Repeat the entries that appear below, exactly and in full.

[Dataset entries]
- - - - -

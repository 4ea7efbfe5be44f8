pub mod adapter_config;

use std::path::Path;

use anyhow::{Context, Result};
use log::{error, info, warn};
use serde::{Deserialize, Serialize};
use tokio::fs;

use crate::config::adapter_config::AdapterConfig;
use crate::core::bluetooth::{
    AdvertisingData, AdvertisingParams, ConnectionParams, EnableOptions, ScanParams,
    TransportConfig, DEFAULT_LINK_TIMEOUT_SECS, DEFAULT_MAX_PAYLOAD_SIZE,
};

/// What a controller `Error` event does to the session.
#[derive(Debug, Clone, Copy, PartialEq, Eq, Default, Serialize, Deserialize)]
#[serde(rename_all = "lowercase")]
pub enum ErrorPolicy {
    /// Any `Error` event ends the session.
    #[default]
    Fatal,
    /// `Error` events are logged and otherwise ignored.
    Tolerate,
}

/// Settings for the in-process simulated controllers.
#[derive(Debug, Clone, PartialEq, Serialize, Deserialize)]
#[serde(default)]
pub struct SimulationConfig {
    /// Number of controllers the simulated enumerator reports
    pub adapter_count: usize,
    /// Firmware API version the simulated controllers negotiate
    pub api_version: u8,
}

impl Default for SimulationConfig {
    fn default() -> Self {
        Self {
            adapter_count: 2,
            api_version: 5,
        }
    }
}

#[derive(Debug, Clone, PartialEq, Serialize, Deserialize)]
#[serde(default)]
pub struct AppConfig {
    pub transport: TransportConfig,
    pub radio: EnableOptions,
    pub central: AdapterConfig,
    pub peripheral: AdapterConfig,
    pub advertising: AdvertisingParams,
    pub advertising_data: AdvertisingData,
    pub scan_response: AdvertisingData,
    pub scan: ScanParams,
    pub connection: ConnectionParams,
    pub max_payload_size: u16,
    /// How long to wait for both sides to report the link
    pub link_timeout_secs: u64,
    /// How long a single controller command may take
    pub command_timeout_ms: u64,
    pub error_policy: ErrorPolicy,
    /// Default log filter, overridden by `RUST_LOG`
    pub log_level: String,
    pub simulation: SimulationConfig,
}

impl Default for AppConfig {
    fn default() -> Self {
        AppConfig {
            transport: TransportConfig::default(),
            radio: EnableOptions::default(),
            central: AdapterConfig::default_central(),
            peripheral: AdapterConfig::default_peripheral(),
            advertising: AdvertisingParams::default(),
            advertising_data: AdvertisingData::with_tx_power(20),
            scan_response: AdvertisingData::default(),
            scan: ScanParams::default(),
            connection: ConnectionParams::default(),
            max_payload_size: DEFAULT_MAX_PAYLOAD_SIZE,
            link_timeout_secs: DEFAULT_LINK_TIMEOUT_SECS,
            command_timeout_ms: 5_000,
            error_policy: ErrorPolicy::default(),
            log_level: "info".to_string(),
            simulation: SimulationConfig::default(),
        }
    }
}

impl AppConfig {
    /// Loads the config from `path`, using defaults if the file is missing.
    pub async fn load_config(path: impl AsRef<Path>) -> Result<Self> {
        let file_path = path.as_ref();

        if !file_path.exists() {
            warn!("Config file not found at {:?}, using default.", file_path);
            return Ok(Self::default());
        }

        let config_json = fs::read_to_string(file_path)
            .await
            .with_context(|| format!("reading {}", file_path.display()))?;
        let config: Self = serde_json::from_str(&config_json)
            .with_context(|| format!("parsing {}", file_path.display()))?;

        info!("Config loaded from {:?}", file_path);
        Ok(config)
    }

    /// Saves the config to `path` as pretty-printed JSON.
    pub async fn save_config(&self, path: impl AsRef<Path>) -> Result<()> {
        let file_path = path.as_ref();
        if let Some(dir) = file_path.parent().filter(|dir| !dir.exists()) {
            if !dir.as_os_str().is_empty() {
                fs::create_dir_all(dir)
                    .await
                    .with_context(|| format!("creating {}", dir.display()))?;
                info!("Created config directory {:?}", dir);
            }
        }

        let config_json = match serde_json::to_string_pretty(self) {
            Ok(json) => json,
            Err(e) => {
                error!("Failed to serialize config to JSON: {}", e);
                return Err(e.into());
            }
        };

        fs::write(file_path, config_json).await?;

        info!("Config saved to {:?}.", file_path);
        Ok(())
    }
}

- - - - -

» Output of the task:
repository 4ea7efbfe5be44f8
pub mod adapter_config;

use std::path::Path;

use anyhow::{Context, Result};
use log::{error, info, warn};
use serde::{Deserialize, Serialize};
use tokio::fs;

use crate::config::adapter_config::AdapterConfig;
use crate::core::bluetooth::{
    AdvertisingData, AdvertisingParams, ConnectionParams, EnableOptions, ScanParams,
    TransportConfig, DEFAULT_LINK_TIMEOUT_SECS, DEFAULT_MAX_PAYLOAD_SIZE,
};

/// What a controller `Error` event does to the session.
#[derive(Debug, Clone, Copy, PartialEq, Eq, Default, Serialize, Deserialize)]
#[serde(rename_all = "lowercase")]
pub enum ErrorPolicy {
    /// Any `Error` event ends the session.
    #[default]
    Fatal,
    /// `Error` events are logged and otherwise ignored.
    Tolerate,
}

/// Settings for the in-process simulated controllers.
#[derive(Debug, Clone, PartialEq, Serialize, Deserialize)]
#[serde(default)]
pub struct SimulationConfig {
    /// Number of controllers the simulated enumerator reports
    pub adapter_count: usize,
    /// Firmware API version the simulated controllers negotiate
    pub api_version: u8,
}

impl Default for SimulationConfig {
    fn default() -> Self {
        Self {
            adapter_count: 2,
            api_version: 5,
        }
    }
}

#[derive(Debug, Clone, PartialEq, Serialize, Deserialize)]
#[serde(default)]
pub struct AppConfig {
    pub transport: TransportConfig,
    pub radio: EnableOptions,
    pub central: AdapterConfig,
    pub peripheral: AdapterConfig,
    pub advertising: AdvertisingParams,
    pub advertising_data: AdvertisingData,
    pub scan_response: AdvertisingData,
    pub scan: ScanParams,
    pub connection: ConnectionParams,
    pub max_payload_size: u16,
    /// How long to wait for both sides to report the link
    pub link_timeout_secs: u64,
    /// How long a single controller command may take
    pub command_timeout_ms: u64,
    pub error_policy: ErrorPolicy,
    /// Default log filter, overridden by `RUST_LOG`
    pub log_level: String,
    pub simulation: SimulationConfig,
}

impl Default for AppConfig {
    fn default() -> Self {
        AppConfig {
            transport: TransportConfig::default(),
            radio: EnableOptions::default(),
            central: AdapterConfig::default_central(),
            peripheral: AdapterConfig::default_peripheral(),
            advertising: AdvertisingParams::default(),
            advertising_data: AdvertisingData::with_tx_power(20),
            scan_response: AdvertisingData::default(),
            scan: ScanParams::default(),
            connection: ConnectionParams::default(),
            max_payload_size: DEFAULT_MAX_PAYLOAD_SIZE,
            link_timeout_secs: DEFAULT_LINK_TIMEOUT_SECS,
            command_timeout_ms: 5_000,
            error_policy: ErrorPolicy::default(),
            log_level: "info".to_string(),
            simulation: SimulationConfig::default(),
        }
    }
}

impl AppConfig {
    /// Loads the config from `path`, using defaults if the file is missing.
    pub async fn load_config(path: impl AsRef<Path>) -> Result<Self> {
        let file_path = path.as_ref();

        if !file_path.exists() {
            warn!("Config file not found at {:?}, using default.", file_path);
            return Ok(Self::default());
        }

        let config_json = fs::read_to_string(file_path)
            .await
            .with_context(|| format!("reading {}", file_path.display()))?;
        let config: Self = serde_json::from_str(&config_json)
            .with_context(|| format!("parsing {}", file_path.display()))?;

        info!("Config loaded from {:?}", file_path);
        Ok(config)
    }

    /// Saves the config to `path` as pretty-printed JSON.
    pub async fn save_config(&self, path: impl AsRef<Path>) -> Result<()> {
        let file_path = path.as_ref();
        if let Some(dir) = file_path.parent().filter(|dir| !dir.exists()) {
            if !dir.as_os_str().is_empty() {
                fs::create_dir_all(dir)
                    .await
                    .with_context(|| format!("creating {}", dir.display()))?;
                info!("Created config directory {:?}", dir);
            }
        }

        let config_json = match serde_json::to_string_pretty(self) {
            Ok(json) => json,
            Err(e) => {
                error!("Failed to serialize config to JSON: {}", e);
                return Err(e.into());
            }
        };

        fs::write(file_path, config_json).await?;

        info!("Config saved to {:?}.", file_path);
        Ok(())
    }
}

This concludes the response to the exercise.